Assigned task » Return all the data, word for word.

Source material START

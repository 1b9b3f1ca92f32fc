//! Lifecycle management subsystem.
//!
//! # Data Flow
//! ```text
//! Startup (startup.rs):
//!     Config (validated) → Initialize subsystems → Start listener
//!
//! Shutdown (shutdown.rs):
//!     Signal received → Stop accepting → Drain in-flight requests → Exit
//!
//! Signals (signals.rs):
//!     SIGTERM/SIGINT → Trigger graceful shutdown
//! ```

pub mod shutdown;
pub mod signals;
pub mod startup;

pub use shutdown::Shutdown;
pub use startup::{run, StartupError};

Source material END

Task response »
repository 1b9b3f1ca92f32fc
//! Lifecycle management subsystem.
//!
//! # Data Flow
//! ```text
//! Startup (startup.rs):
//!     Config (validated) → Initialize subsystems → Start listener
//!
//! Shutdown (shutdown.rs):
//!     Signal received → Stop accepting → Drain in-flight requests → Exit
//!
//! Signals (signals.rs):
//!     SIGTERM/SIGINT → Trigger graceful shutdown
//! ```

pub mod shutdown;
pub mod signals;
pub mod startup;

pub use shutdown::Shutdown;
pub use startup::{run, StartupError};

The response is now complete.